A particular goal of this paper is to determine the size of a module which can still be reliably designed in the methodology of figures 1 and 2 without significant attention to DSM effects. Figure 3 shows the approach employed in this paper. To begin, we develop a strawman technology file that completely describes future process generations for both device and interconnect characteristics. To supplement this process data, we have obtained design data from an ASIC vendor for current 0.35 µm designs. From this data, we extract important design characteristics such as average wirelengths, average fan-outs, etc. Combining this empirical data with analytical models, we propose a "shrink" process down to 0.05 µm.

To facilitate our analysis, we develop models of future designs, at varying degrees of accuracy, that allow us to determine the performance of future ASIC's. These models emphasize the important issues of delay, noise, and power. Before introducing our strawman technology we will first give a high-level overview of device and interconnect issues in deep submicron.



Figure 3. Overview of our analysis methodology

#### 4. Device and Interconnect in DSM

In this section, we take an extensive look at the most significant circuit-level issues arising from the scaling of CMOS beyond the  $0.25~\mu m$  feature size.

#### 4.1 MOSFET's

## 4.1.1 Voltage scaling

While 5-volt power supplies were prevalent at feature sizes  $>0.5~\mu m$ , DSM processes are seeing a continual drop in  $V_{\rm DD}$ . One key reason for reducing voltages in scaled CMOS devices is that of reliability. For instance, gate oxides tend to break down if exposed to electric fields in excess of 5 to 6 MV/cm [4]. Since oxide thickness  $(\Gamma_{ox})$  is being scaled to increase current drive, the maximum voltage on the gate  $(V_{\rm DD})$  must also be scaled to keep electric fields within reason. Another form of device reliability that must be considered is the effect of hot electrons. When the electric field in the channel is too high near the drain, electrons may gain enough energy to inject themselves into the gate oxide. This accumulation of charge in the oxide results in shifts in  $V_t$  and hence, changes in the device's I-V characteristics. By reducing the voltage supply, both the channel and gate electric fields will be proportionately reduced for improved reliability.
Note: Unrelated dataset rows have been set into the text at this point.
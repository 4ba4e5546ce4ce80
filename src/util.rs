/*!
Miscellaneous utilities for `airburn`
*/

use chrono::{Duration, NaiveDate};
use num::{Float, NumCast};

const FNV_OFFSET: u64 = 0xcbf2_9ce4_8422_2325;
const FNV_PRIME: u64 = 0x0000_0100_0000_01b3;

/// A 64-bit FNV-1a hash, stable across processes and platforms
pub fn stable_hash(bytes: &[u8]) -> u64 {
    bytes.iter().fold(FNV_OFFSET, |hash, &byte| {
        (hash ^ byte as u64).wrapping_mul(FNV_PRIME)
    })
}

/// Fold a sequence of floats into a stable fingerprint
pub fn fingerprint<I: IntoIterator<Item = f64>>(values: I) -> u64 {
    values.into_iter().fold(FNV_OFFSET, |hash, value| {
        value
            .to_bits()
            .to_le_bytes()
            .iter()
            .fold(hash, |hash, &byte| (hash ^ byte as u64).wrapping_mul(FNV_PRIME))
    })
}

/// `n` evenly spaced values from `start` to `end`, both inclusive
pub fn linspace<F: Float>(start: F, end: F, n: usize) -> Vec<F> {
    match n {
        0 => Vec::new(),
        1 => vec![start],
        _ => {
            let last: F = NumCast::from(n - 1).unwrap_or_else(F::one);
            (0..n)
                .map(|i| {
                    let i: F = NumCast::from(i).unwrap_or_else(F::zero);
                    start + (end - start) * i / last
                })
                .collect()
        }
    }
}

/// `n` consecutive calendar days ending at (and including) `end`
pub fn date_range(end: NaiveDate, n: usize) -> Vec<NaiveDate> {
    (0..n)
        .rev()
        .map(|back| end - Duration::days(back as i64))
        .collect()
}

/// Round to one decimal place, for display
pub fn round1(value: f64) -> f64 {
    (value * 10.0).round() / 10.0
}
The impact of reduced supply voltages on power is another important reason why  $V_{\rm DD}$  values are decreasing. Dynamic power consumption is defined by  $P_{\rm dyn}=\alpha CV_{\rm DD}{}^2f,$  where  $\alpha$  is a switching activity ratio, C is the switched capacitance, and f is the operating frequency. The quadratic dependency on supply voltage makes the reduction of  $V_{\rm DD}$  a primary goal in power minimization. This issue will be discussed more in the analysis section.

#### 4.1.2 Drive current

Classical long-channel MOS theory states that device current in the saturation mode of operation is proportional to the square of gate drive (V<sub>DD</sub> - V<sub>t</sub>) and inversely proportional to channel length. At ultra-short channel lengths most carriers travel at a maximum saturated velocity, v<sub>sat</sub>, throughout the channel, which nearly eliminates the impact of channel length on current. A new and more accurate expression for this limiting case is as follows [4]:  $I_{dsat} = W$  $v_{sat} C_{ox} (V_{DD} - V_t)$ . From this expression we can see the channel length independence as well as the move from quadratic to linear dependence on gate drive. Since v<sub>sat</sub> is a material constant (approximately 8×106 cm/s for electrons, 6.5×106 cm/s for holes), we find that  $I_{dsat}$  (normalized to device width) will vary with ( $V_{DD}$  –  $V_t)$  /  $T_{\rm ox}$ . With  $V_t$  fixed at  $V_{DD}/4$  (necessary to maintain sufficient gate drive), we obtain  $I_{dsat} \propto V_{DD}$  /  $T_{ox}$ . Since both of these parameters are decreasing, DSM MOSFET's are not expected to provide enhanced drive current per unit width. This marks a new regime for scaled CMOS devices, since up to the 0.35 µm process generation additional current drive was obtained with each process shrink. Data taken from published reports confirms this analysis of saturation current in DSM CMOS devices [5-8]. Our own survey of 16 reported technologies shows both n- and p-channel devices to achieve negligible increases in drive current from 0.25 to 0.09  $\mu m$  $L_{drawn}$ .

#### 4.2 Interconnect

Deep submicron interconnect effects present a variety of problems to process engineers, circuit designers, and CAD tool developers. This section presents an overview of these effects.

#### 4.2.1 RC delay

The most commonly cited DSM interconnect problem is that of rising RC wire delays. For instance, the RC delay of a 1 mm metal 1 line in 0.5 µm technologies was 15 ps while in 0.1 µm technology it is 340 ps (without new materials). It can be clearly seen that wiring

delay is capable of consuming the majority of the shrinking clock cycle time in DSM designs. We now look at the reasons behind the rapid increase in RC delay and possible methods of slowing this trend.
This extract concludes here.